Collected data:
◇ ◇ ◇ ◇ ◇ ◇ ◇
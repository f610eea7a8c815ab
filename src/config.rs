//! Chunking strategy selection and tuning knobs.

use crate::error::ChunkError;
use crate::headers::DEFAULT_HEADER_LEVELS;
use std::fmt;
use std::str::FromStr;

/// Whole-document chunking strategy.
#[derive(Debug, Clone, Copy, PartialEq, Eq, Hash, Default)]
pub enum ChunkingStrategy {
    /// Sections, then Q&A headings, falling back to paragraphs per section.
    #[default]
    QaPair,
    /// Blank-line separated paragraphs over the whole document.
    Paragraph,
    /// Overlapping word windows over the whole document.
    FixedLength,
    /// Spans between headings of the configured levels.
    MarkdownHeader,
}

impl ChunkingStrategy {
    /// Every strategy, in the order accepted names are listed.
    pub const ALL: [Self; 4] = [
        Self::QaPair,
        Self::Paragraph,
        Self::FixedLength,
        Self::MarkdownHeader,
    ];

    /// Name accepted by [`FromStr`].
    pub fn as_str(&self) -> &'static str {
        match self {
            Self::QaPair => "qa_pair",
            Self::Paragraph => "paragraph",
            Self::FixedLength => "fixed_length",
            Self::MarkdownHeader => "markdown_header",
        }
    }
}

impl fmt::Display for ChunkingStrategy {
    fn fmt(&self, f: &mut fmt::Formatter<'_>) -> fmt::Result {
        f.write_str(self.as_str())
    }
}

impl FromStr for ChunkingStrategy {
    type Err = ChunkError;

    fn from_str(name: &str) -> Result<Self, Self::Err> {
        Self::ALL
            .into_iter()
            .find(|strategy| strategy.as_str() == name)
            .ok_or_else(|| ChunkError::UnsupportedStrategy(name.to_string()))
    }
}

/// Parameters shared by the strategies that need them.
#[derive(Debug, Clone, PartialEq, Eq)]
pub struct ChunkingConfig {
    /// Window size in words for `fixed_length`.
    pub max_length: usize,
    /// Words shared by consecutive `fixed_length` windows.
    pub overlap_tokens: usize,
    /// Heading levels that start a new `markdown_header` chunk.
    pub header_levels: Vec<u8>,
}

impl Default for ChunkingConfig {
    fn default() -> Self {
        Self {
            max_length: 500,
            overlap_tokens: 50,
            header_levels: DEFAULT_HEADER_LEVELS.to_vec(),
        }
    }
}

#[cfg(test)]
mod tests {
    use super::*;

    #[test]
    fn parses_known_names() {
        for strategy in ChunkingStrategy::ALL {
            assert_eq!(strategy.as_str().parse::<ChunkingStrategy>().unwrap(), strategy);
        }
    }

    #[test]
    fn unknown_name_is_unsupported() {
        let err = "semantic".parse::<ChunkingStrategy>().unwrap_err();
        assert!(matches!(err, ChunkError::UnsupportedStrategy(ref name) if name == "semantic"));
        assert_eq!(err.to_string(), "unsupported chunking strategy: semantic");
    }

    #[test]
    fn defaults_match_faq_tooling() {
        let config = ChunkingConfig::default();
        assert_eq!(config.max_length, 500);
        assert_eq!(config.overlap_tokens, 50);
        assert_eq!(config.header_levels, vec![1, 2, 3, 4]);
    }
}
//! Markdown noise removal applied before structural parsing.

use regex::Regex;
use std::sync::OnceLock;

/// HTML comment block, possibly spanning lines.
pub const HTML_COMMENT_PATTERN: &str = r"(?s)<!--.*?-->";
/// Front matter: a `---` line at the very start, arbitrary lines, and a closing `---` line.
pub const FRONT_MATTER_PATTERN: &str = r"\A---\n(?s:(?:.*?\n)?)---(?:\n|\z)";
/// Footer delimiter: the first `---` line after the start of the document.
pub const FOOTER_PATTERN: &str = r"\n---(?:\n|\z)";

fn html_comment_re() -> &'static Regex {
    static RE: OnceLock<Regex> = OnceLock::new();
    RE.get_or_init(|| Regex::new(HTML_COMMENT_PATTERN).expect("html comment pattern"))
}

fn front_matter_re() -> &'static Regex {
    static RE: OnceLock<Regex> = OnceLock::new();
    RE.get_or_init(|| Regex::new(FRONT_MATTER_PATTERN).expect("front matter pattern"))
}

fn footer_re() -> &'static Regex {
    static RE: OnceLock<Regex> = OnceLock::new();
    RE.get_or_init(|| Regex::new(FOOTER_PATTERN).expect("footer pattern"))
}

/// Strips comments, front matter and the trailing footer from raw markdown.
///
/// Line endings are normalized to `\n` first. Front matter may follow leading
/// comments or blank lines. The footer rule truncates at the
/// first `---` line anywhere past the start, so a horizontal rule in the body
/// also ends the document.
///
/// ```
/// let raw = "---\ntitle: FAQ\n---\n## Intro\nHello <!-- draft -->\n---\nfooter";
/// assert_eq!(faqchunk::clean_markdown(raw), "## Intro\nHello");
/// ```
pub fn clean_markdown(raw: &str) -> String {
    let normalized = raw.replace("\r\n", "\n");
    let without_comments = html_comment_re().replace_all(&normalized, "");
    let body = front_matter_re().replace(without_comments.trim_start(), "");
    let body = match footer_re().find(&body) {
        Some(footer) => &body[..footer.start()],
        None => &body[..],
    };
    body.trim().to_string()
}

#[cfg(test)]
mod tests {
    use super::clean_markdown;
    use pretty_assertions::assert_eq;

    #[test]
    fn removes_multiline_comments() {
        let raw = "Before\n<!-- line one\nline two -->\nAfter";
        assert_eq!(clean_markdown(raw), "Before\n\nAfter");
    }

    #[test]
    fn comment_only_document_is_empty() {
        assert_eq!(clean_markdown("<!-- nothing to see -->\n"), "");
    }

    #[test]
    fn front_matter_only_at_start() {
        let raw = "---\ntitle: x\ntags: [a]\n---\n# Title\nBody";
        assert_eq!(clean_markdown(raw), "# Title\nBody");

        let empty = "---\n---\nBody";
        assert_eq!(clean_markdown(empty), "Body");
    }

    #[test]
    fn front_matter_after_leading_comment() {
        let raw = "<!-- generated -->\n---\ntitle: x\n---\n## A\nBody";
        assert_eq!(clean_markdown(raw), "## A\nBody");
    }

    #[test]
    fn footer_truncates_at_first_rule() {
        let raw = "## A\ntext\n---\nPage 3 of 9\n---\nmore";
        assert_eq!(clean_markdown(raw), "## A\ntext");
    }

    #[test]
    fn footer_rule_at_end_of_file() {
        assert_eq!(clean_markdown("## A\ntext\n---"), "## A\ntext");
    }

    #[test]
    fn longer_rules_are_not_footers() {
        let raw = "## A\ntext\n----\nstill body";
        assert_eq!(clean_markdown(raw), raw);
    }

    #[test]
    fn crlf_matches_lf() {
        let lf = "---\nmeta\n---\n## A\n\nBody\n---\nfooter";
        let crlf = lf.replace('\n', "\r\n");
        assert_eq!(clean_markdown(&crlf), clean_markdown(lf));
    }

    #[test]
    fn plain_text_is_untouched() {
        assert_eq!(clean_markdown("## A\n\nJust text."), "## A\n\nJust text.");
    }
}
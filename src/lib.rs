#![warn(missing_docs)]
//! Markdown FAQ chunking for retrieval-augmented generation pipelines.
//!
//! Raw markdown is cleaned, split into `##` sections and turned into Q&A,
//! paragraph, fixed-length or header-delimited chunks ready for embedding.

pub mod chunk;
pub mod cleaner;
pub mod config;
pub mod corpus;
pub mod error;
pub mod fixed_length;
pub mod headers;
pub mod output;
pub mod paragraph;
pub mod processor;
pub mod qa;
pub mod sections;

pub use chunk::{Chunk, ChunkBody, ChunkKind, Metadata};
pub use cleaner::clean_markdown;
pub use config::{ChunkingConfig, ChunkingStrategy};
pub use corpus::{
    collect_files, read_document, BatchOptions, BatchPolicy, BatchReport, FileFailure,
};
pub use error::ChunkError;
pub use fixed_length::chunk_by_fixed_length;
pub use headers::chunk_by_headers;
pub use paragraph::chunk_by_paragraph;
pub use processor::{Document, FaqProcessor};
pub use qa::{
    extract_qa_pairs, section_intro, QaExtraction, QA_FALLBACK_PATTERN, QA_PRIMARY_PATTERN,
};
pub use sections::{split_document, split_sections, Section, SectionSplit, SECTION_PATTERN};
◇ ◇ ◇ ◇ ◇ ◇ ◇
> [Task prompt]: After locating the line that contains "pub enum ChunkingStrategy", please copy exactly every line from the start of the records through it, and nothing else.

> [Solution to the problem]:
repository f610eea7a8c815ab
filename src/config.rs
//! Chunking strategy selection and tuning knobs.

use crate::error::ChunkError;
use crate::headers::DEFAULT_HEADER_LEVELS;
use std::fmt;
use std::str::FromStr;

/// Whole-document chunking strategy.
#[derive(Debug, Clone, Copy, PartialEq, Eq, Hash, Default)]
pub enum ChunkingStrategy {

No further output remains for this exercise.